Filter the listing and keep only the lines with the word "joined".

──────── INPUT MATERIAL

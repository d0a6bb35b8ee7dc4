//! Page fetcher
//!
//! This module turns one page offset into a [`FetchOutcome`]:
//! - Building the page URL from the template
//! - Loading it with a bounded timeout, retrying load failures up to the budget
//! - Triggering the optional reveal control and waiting for content markers
//! - Extracting records from the first surface that has any, walking
//!   surfaces only as far as needed
//!
//! Only load failures are retried and counted. The reveal interaction and the
//! content wait are advisory: their failures are logged and absorbed.

use crate::config::Config;
use crate::crawler::parser::{Extraction, Record, SurfaceSelection};
use crate::render::RenderContext;
use crate::url::UrlTemplate;
use crate::UrlError;
use async_trait::async_trait;
use std::sync::Arc;
use std::time::Duration;

/// Result of one fetch-and-extract of a page
#[derive(Debug, Clone, PartialEq, Eq)]
pub struct FetchOutcome {
    /// Slot that produced this outcome
    pub worker_id: usize,

    /// Page offset that was fetched
    pub offset: u64,

    /// Resource locator built for the offset
    pub url: String,

    /// Records found on the page (empty when fatal)
    pub records: Vec<Record>,

    /// Number of records found; meaningful only when not fatal
    pub record_count: usize,

    /// True when the load retry budget was exhausted
    pub fatal: bool,

    /// Load attempts made, including the successful one
    pub load_attempts: u32,

    /// Rows consumed but rejected by the extractor
    pub rejected_rows: usize,

    /// Cells dropped because they did not form a full row
    pub leftover_cells: usize,
}

impl FetchOutcome {
    /// Outcome of a page that could not be loaded within the retry budget
    pub fn fatal(worker_id: usize, offset: u64, url: String, load_attempts: u32) -> Self {
        Self {
            worker_id,
            offset,
            url,
            records: Vec::new(),
            record_count: 0,
            fatal: true,
            load_attempts,
            rejected_rows: 0,
            leftover_cells: 0,
        }
    }

    /// Outcome of a loaded page
    pub fn extracted(
        worker_id: usize,
        offset: u64,
        url: String,
        load_attempts: u32,
        extraction: Extraction,
    ) -> Self {
        Self {
            worker_id,
            offset,
            url,
            record_count: extraction.records.len(),
            records: extraction.records,
            fatal: false,
            load_attempts,
            rejected_rows: extraction.rejected.len(),
            leftover_cells: extraction.leftover_cells,
        }
    }

    /// Returns true if the page holds fewer records than a full page
    pub fn is_short(&self, step: u64) -> bool {
        (self.record_count as u64) < step
    }
}

/// Per-page settings shared by every slot
#[derive(Debug, Clone)]
pub struct PageSettings {
    pub url_template: UrlTemplate,

    /// Records per full page
    pub step: u64,

    /// Total load attempts per offset
    pub retry_budget: u32,

    pub load_timeout: Duration,

    /// Bound for the reveal interaction and for the content wait
    pub interaction_timeout: Duration,

    pub content_selector: String,

    pub reload_selector: String,

    /// Extra reloads attempted before accepting a short page
    pub short_page_confirmations: u32,
}

impl PageSettings {
    /// Builds the settings from a validated configuration
    pub fn from_config(config: &Config) -> Result<Self, UrlError> {
        Ok(Self {
            url_template: UrlTemplate::parse(&config.target.url_template)?,
            step: config.pagination.step,
            retry_budget: config.page.retry_budget.max(1),
            load_timeout: config.page.load_timeout(),
            interaction_timeout: config.page.interaction_timeout(),
            content_selector: config.page.content_selector.clone(),
            reload_selector: config.page.reload_selector.clone(),
            short_page_confirmations: config.page.short_page_confirmations,
        })
    }
}

/// One reusable fetch slot of the worker pool
///
/// A slot is moved into its fetch task and handed back with the outcome, so
/// its execution context survives from one offset to the next.
#[async_trait]
pub trait FetchSlot: Send + 'static {
    fn worker_id(&self) -> usize;

    /// Fetches and extracts the page at `offset`
    async fn fetch(&mut self, offset: u64) -> FetchOutcome;
}

/// Fetch slot driving a rendering context
pub struct PageFetcher<R> {
    worker_id: usize,
    context: R,
    settings: Arc<PageSettings>,
}

impl<R: RenderContext> PageFetcher<R> {
    pub fn new(worker_id: usize, context: R, settings: Arc<PageSettings>) -> Self {
        Self {
            worker_id,
            context,
            settings,
        }
    }

    /// Loads `url`, retrying until the budget is spent
    ///
    /// Returns the number of attempts made: `Ok` once a load succeeds, `Err`
    /// when every attempt failed.
    async fn load_with_retries(&mut self, url: &str) -> Result<u32, u32> {
        let budget = self.settings.retry_budget;
        let mut attempts = 0;

        while attempts < budget {
            attempts += 1;

            match self.context.load(url, self.settings.load_timeout).await {
                Ok(()) => return Ok(attempts),
                Err(e) => {
                    tracing::warn!(
                        "Worker {}: load {}/{} of {} failed: {}",
                        self.worker_id,
                        attempts,
                        budget,
                        url,
                        e
                    );
                }
            }
        }

        Err(attempts)
    }

    /// Runs the advisory steps, then extracts from the loaded page
    async fn reveal_and_extract(&mut self) -> Extraction {
        let settings = Arc::clone(&self.settings);

        match tokio::time::timeout(
            settings.interaction_timeout,
            self.context.interact(&settings.reload_selector),
        )
        .await
        {
            Ok(Ok(())) => {}
            Ok(Err(e)) => tracing::debug!("Worker {}: reveal skipped: {}", self.worker_id, e),
            Err(_) => tracing::debug!("Worker {}: reveal timed out", self.worker_id),
        }

        if let Err(e) = self
            .context
            .wait_for(&settings.content_selector, settings.interaction_timeout)
            .await
        {
            tracing::debug!("Worker {}: content wait failed: {}", self.worker_id, e);
        }

        self.context.rewind_surfaces();
        let mut selection = SurfaceSelection::new();

        while let Some(surface) = self.context.next_surface().await {
            if let Some(extraction) = selection.offer(&surface) {
                return extraction;
            }
        }

        tracing::trace!(
            "Worker {}: no records on {} surfaces",
            self.worker_id,
            selection.tried()
        );
        selection.finish()
    }

    /// Reloads a short page, keeping the largest extraction
    async fn confirm_short_page(&mut self, url: &str, mut extraction: Extraction) -> Extraction {
        let step = self.settings.step;
        let mut confirmations = 0;

        while (extraction.len() as u64) < step
            && confirmations < self.settings.short_page_confirmations
        {
            confirmations += 1;
            tracing::debug!(
                "Worker {}: short page {} ({} records), confirming {}/{}",
                self.worker_id,
                url,
                extraction.len(),
                confirmations,
                self.settings.short_page_confirmations
            );

            if let Err(e) = self.context.load(url, self.settings.load_timeout).await {
                tracing::debug!("Worker {}: confirmation reload failed: {}", self.worker_id, e);
                continue;
            }

            let again = self.reveal_and_extract().await;
            if again.len() > extraction.len() {
                extraction = again;
            }
        }

        extraction
    }
}

#[async_trait]
impl<R: RenderContext + 'static> FetchSlot for PageFetcher<R> {
    fn worker_id(&self) -> usize {
        self.worker_id
    }

    async fn fetch(&mut self, offset: u64) -> FetchOutcome {
        let url = self.settings.url_template.render(offset);
        tracing::debug!("Worker {}: fetching {}", self.worker_id, url);

        let attempts = match self.load_with_retries(&url).await {
            Ok(attempts) => attempts,
            Err(attempts) => {
                tracing::error!(
                    "Worker {}: giving up on {} after {} attempts",
                    self.worker_id,
                    url,
                    attempts
                );
                return FetchOutcome::fatal(self.worker_id, offset, url, attempts);
            }
        };

        let extraction = self.reveal_and_extract().await;
        let extraction = self.confirm_short_page(&url, extraction).await;

        tracing::debug!(
            "Worker {}: offset {} yielded {} records",
            self.worker_id,
            offset,
            extraction.len()
        );

        FetchOutcome::extracted(self.worker_id, offset, url, attempts, extraction)
    }
}
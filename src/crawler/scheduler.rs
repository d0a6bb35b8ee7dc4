//! Worker pool scheduler
//!
//! This module drives a fixed pool of fetch slots over the paginated resource:
//! - Reserving an initial offset for every slot
//! - Racing the in-flight fetches and handling whichever completes first
//! - Rebinding a completed slot to the next offset while the crawl is live
//! - Draining in-flight fetches once termination is set
//!
//! The completion loop is the single owner of the result set, the slot table,
//! and the termination state. Only the sequencer is shared, and it is atomic.

use crate::crawler::fetcher::{FetchOutcome, FetchSlot};
use crate::crawler::parser::Record;
use crate::crawler::sequencer::Sequencer;
use crate::output::{log_statistics, CrawlStatistics, ResultAggregator};
use crate::state::{CrawlState, SlotState, SlotTable, TerminationReason};
use crate::SweepError;
use std::sync::Arc;
use std::time::Instant;
use tokio::task::JoinSet;

/// Result of a crawl that did not fail
#[derive(Debug, Clone)]
pub struct CrawlReport {
    /// Every record found, in completion order
    pub records: Vec<Record>,

    /// The first reason that stopped new reservations
    pub termination: Option<TerminationReason>,

    /// Lowest offset that produced a short page
    pub exhausted_at: Option<u64>,

    pub stats: CrawlStatistics,
}

/// Scheduler of a pool of fetch slots
///
/// Slot `worker_id`s must be `0..N` for a pool of `N` slots.
pub struct Scheduler<S: FetchSlot> {
    slots: Vec<S>,
    sequencer: Arc<Sequencer>,
    step: u64,
}

/// Everything the completion loop owns
struct RunState {
    crawl: CrawlState,
    slots: SlotTable,
    aggregator: ResultAggregator,
    stats: CrawlStatistics,
}

impl<S: FetchSlot> Scheduler<S> {
    /// Creates a scheduler
    ///
    /// # Arguments
    ///
    /// * `slots` - The fetch slots, one per concurrent fetch
    /// * `sequencer` - Source of page offsets
    pub fn new(slots: Vec<S>, sequencer: Arc<Sequencer>) -> Self {
        let step = sequencer.step();
        Self {
            slots,
            sequencer,
            step,
        }
    }

    pub fn pool_size(&self) -> usize {
        self.slots.len()
    }

    /// Runs the crawl to completion
    ///
    /// # Returns
    ///
    /// * `Ok(CrawlReport)` - Every in-flight fetch completed and none was fatal
    /// * `Err(SweepError)` - A page exhausted its retry budget or a fetch task
    ///   panicked; the collected records are discarded
    pub async fn run(self) -> Result<CrawlReport, SweepError> {
        let started = Instant::now();
        let Self {
            slots,
            sequencer,
            step,
        } = self;

        tracing::info!(
            "Starting crawl with {} slots from offset {} (step {}, bound {})",
            slots.len(),
            sequencer.min(),
            step,
            sequencer.max()
        );

        let mut run = RunState {
            crawl: CrawlState::new(),
            slots: SlotTable::new(slots.len()),
            aggregator: ResultAggregator::new(),
            stats: CrawlStatistics::new(),
        };
        let mut tasks = JoinSet::new();

        for slot in slots {
            let worker_id = slot.worker_id();
            if run.crawl.is_terminated() {
                run.slots.transition(worker_id, SlotState::Retired);
                continue;
            }

            match sequencer.reserve_next() {
                Some(offset) => {
                    run.slots
                        .transition(worker_id, SlotState::Fetching { offset });
                    spawn_fetch(&mut tasks, slot, offset);
                }
                None => {
                    run.crawl.terminate(TerminationReason::BoundReached);
                    run.slots.transition(worker_id, SlotState::Retired);
                }
            }
        }

        while let Some(joined) = tasks.join_next().await {
            match joined {
                Ok((slot, outcome)) => {
                    handle_completion(&mut run, &mut tasks, &sequencer, step, slot, outcome)
                }
                Err(e) => {
                    tracing::error!("Fetch task failed: {}", e);
                    run.crawl
                        .record_fatal(SweepError::WorkerPanicked(e.to_string()));
                    run.crawl.terminate(TerminationReason::WorkerLost);
                }
            }
        }

        // Slots lost to a panic never report back
        if run.slots.busy_count() > 0 {
            tracing::warn!("{} slots did not report back", run.slots.busy_count());
            for worker_id in 0..run.slots.len() {
                if run.slots.get(worker_id).is_some_and(|s| s.is_busy()) {
                    run.slots.transition(worker_id, SlotState::Retired);
                }
            }
        }

        run.stats.elapsed = started.elapsed();
        log_statistics(&run.stats);

        if let Some(error) = run.crawl.take_fatal() {
            run.aggregator.discard();
            tracing::error!("Crawl failed: {}", error);
            return Err(error);
        }

        if let Some(reason) = run.crawl.termination() {
            tracing::info!("Crawl complete: {}", reason);
        }

        Ok(CrawlReport {
            records: run.aggregator.into_records(),
            termination: run.crawl.termination(),
            exhausted_at: run.crawl.exhausted_at(),
            stats: run.stats,
        })
    }
}

/// Moves `slot` into a new fetch task bound to `offset`
fn spawn_fetch<S: FetchSlot>(tasks: &mut JoinSet<(S, FetchOutcome)>, mut slot: S, offset: u64) {
    tasks.spawn(async move {
        let outcome = slot.fetch(offset).await;
        (slot, outcome)
    });
}

/// Folds one completed fetch into the run and rebinds its slot if allowed
fn handle_completion<S: FetchSlot>(
    run: &mut RunState,
    tasks: &mut JoinSet<(S, FetchOutcome)>,
    sequencer: &Sequencer,
    step: u64,
    slot: S,
    outcome: FetchOutcome,
) {
    let worker_id = slot.worker_id();
    let offset = outcome.offset;
    run.stats.record_outcome(&outcome, step);
    run.slots.transition(worker_id, SlotState::Idle);

    tracing::debug!(
        "Worker {}: offset {} done ({} records, fatal: {})",
        worker_id,
        offset,
        outcome.record_count,
        outcome.fatal
    );

    if outcome.fatal {
        run.crawl.record_fatal(SweepError::FetchExhausted {
            offset,
            url: outcome.url,
            attempts: outcome.load_attempts,
        });
        run.crawl.terminate(TerminationReason::Fatal { offset });
        run.slots.transition(worker_id, SlotState::Retired);
        return;
    }

    let short = outcome.is_short(step);
    let record_count = outcome.record_count;
    run.aggregator.append(outcome.records);

    if short {
        run.crawl.record_short_page(offset);
        run.crawl.terminate(TerminationReason::ShortPage {
            offset,
            records: record_count,
        });
        run.slots.transition(worker_id, SlotState::Retired);
        return;
    }

    if run.crawl.is_terminated() {
        run.slots.transition(worker_id, SlotState::Retired);
        return;
    }

    match sequencer.reserve_next() {
        Some(next) => {
            run.slots
                .transition(worker_id, SlotState::Fetching { offset: next });
            spawn_fetch(tasks, slot, next);
        }
        None => {
            run.crawl.terminate(TerminationReason::BoundReached);
            run.slots.transition(worker_id, SlotState::Retired);
        }
    }
}
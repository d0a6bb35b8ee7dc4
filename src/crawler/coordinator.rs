//! Crawl coordinator
//!
//! Wires a validated configuration into a running crawl:
//! - Building the shared HTTP client
//! - Creating one rendering context and fetch slot per pool entry
//! - Creating the sequencer over the configured offset range
//! - Running the scheduler to completion

use crate::config::{validate_pool_size, Config};
use crate::crawler::fetcher::{PageFetcher, PageSettings};
use crate::crawler::scheduler::{CrawlReport, Scheduler};
use crate::crawler::sequencer::Sequencer;
use crate::render::{build_http_client, HttpRenderer};
use crate::SweepError;
use std::sync::Arc;

/// Builds the slots, sequencer, and scheduler for a crawl
pub struct Coordinator {
    scheduler: Scheduler<PageFetcher<HttpRenderer>>,
}

impl Coordinator {
    /// Creates a coordinator
    ///
    /// # Arguments
    ///
    /// * `config` - The validated configuration; `pool.size` already holds any
    ///   command-line override
    ///
    /// # Returns
    ///
    /// * `Ok(Coordinator)` - Every slot is ready
    /// * `Err(SweepError)` - The template, pool size, or HTTP client is invalid
    pub fn new(config: &Config) -> Result<Self, SweepError> {
        let pool_size = config.pool.resolved_size();
        validate_pool_size(pool_size)?;

        let settings = Arc::new(PageSettings::from_config(config)?);
        let client = build_http_client(&config.user_agent)?;

        let slots = (0..pool_size)
            .map(|worker_id| {
                let renderer = HttpRenderer::new(client.clone(), settings.interaction_timeout);
                PageFetcher::new(worker_id, renderer, Arc::clone(&settings))
            })
            .collect();

        let sequencer = Arc::new(Sequencer::from_config(&config.pagination));

        tracing::debug!(
            "Prepared {} slots for {}",
            pool_size,
            settings.url_template.as_str()
        );

        Ok(Self {
            scheduler: Scheduler::new(slots, sequencer),
        })
    }

    pub fn pool_size(&self) -> usize {
        self.scheduler.pool_size()
    }

    /// Runs the crawl
    pub async fn run(self) -> Result<CrawlReport, SweepError> {
        self.scheduler.run().await
    }
}

/// Runs a complete crawl
///
/// This is the main entry point for a crawl. It will:
/// 1. Build the HTTP client and one rendering context per slot
/// 2. Reserve offsets and fetch pages until termination
/// 3. Return every record found, or the fatal error that ended the crawl
///
/// # Arguments
///
/// * `config` - The crawler configuration
///
/// # Returns
///
/// * `Ok(CrawlReport)` - Crawl completed successfully
/// * `Err(SweepError)` - Crawl failed; no partial result is returned
pub async fn run_crawl(config: &Config) -> Result<CrawlReport, SweepError> {
    let coordinator = Coordinator::new(config)?;
    coordinator.run().await
}
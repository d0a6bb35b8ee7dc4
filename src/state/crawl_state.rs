/// Crawl-wide termination bookkeeping
///
/// The scheduler owns one `CrawlState` for the whole run. `terminated` is set
/// once and never cleared; the fatal error is recorded at most once.
use crate::SweepError;
use std::fmt;

/// Why the scheduler stopped admitting new work
#[derive(Debug, Clone, Copy, PartialEq, Eq)]
pub enum TerminationReason {
    /// A page returned fewer records than a full page holds
    ShortPage { offset: u64, records: usize },

    /// The sequencer ran past the watchdog bound
    BoundReached,

    /// A page exhausted its load retry budget
    Fatal { offset: u64 },

    /// A fetch task panicked
    WorkerLost,
}

impl fmt::Display for TerminationReason {
    fn fmt(&self, f: &mut fmt::Formatter<'_>) -> fmt::Result {
        match self {
            Self::ShortPage { offset, records } => {
                write!(f, "short page at offset {} ({} records)", offset, records)
            }
            Self::BoundReached => write!(f, "offset bound reached"),
            Self::Fatal { offset } => write!(f, "fatal fetch at offset {}", offset),
            Self::WorkerLost => write!(f, "fetch worker lost"),
        }
    }
}

/// Termination state of one crawl
#[derive(Debug, Default)]
pub struct CrawlState {
    termination: Option<TerminationReason>,
    fatal_error: Option<SweepError>,
    exhausted_at: Option<u64>,
}

impl CrawlState {
    pub fn new() -> Self {
        Self::default()
    }

    /// Returns true once no further offset may be reserved
    pub fn is_terminated(&self) -> bool {
        self.termination.is_some()
    }

    /// Sets `terminated`
    ///
    /// Only the first call records its reason; returns true for that call.
    pub fn terminate(&mut self, reason: TerminationReason) -> bool {
        if self.termination.is_some() {
            tracing::trace!("Already terminated, ignoring {}", reason);
            return false;
        }

        tracing::info!("Crawl terminating: {}", reason);
        self.termination = Some(reason);
        true
    }

    /// The reason that set `terminated`, if any
    pub fn termination(&self) -> Option<TerminationReason> {
        self.termination
    }

    /// Records a short page; keeps the lowest offset seen
    pub fn record_short_page(&mut self, offset: u64) {
        self.exhausted_at = Some(match self.exhausted_at {
            Some(current) => current.min(offset),
            None => offset,
        });
    }

    /// Lowest offset that produced a short page
    pub fn exhausted_at(&self) -> Option<u64> {
        self.exhausted_at
    }

    /// Records the crawl's fatal error; later errors are logged and dropped
    pub fn record_fatal(&mut self, error: SweepError) -> bool {
        if self.fatal_error.is_some() {
            tracing::warn!("Additional fatal error while draining: {}", error);
            return false;
        }

        self.fatal_error = Some(error);
        true
    }

    /// Takes the fatal error out, leaving none recorded
    pub fn take_fatal(&mut self) -> Option<SweepError> {
        self.fatal_error.take()
    }
}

────────────────

> ANSWER TO THIS TASK:
        while let Some(joined) = tasks.join_next().await {
            match joined {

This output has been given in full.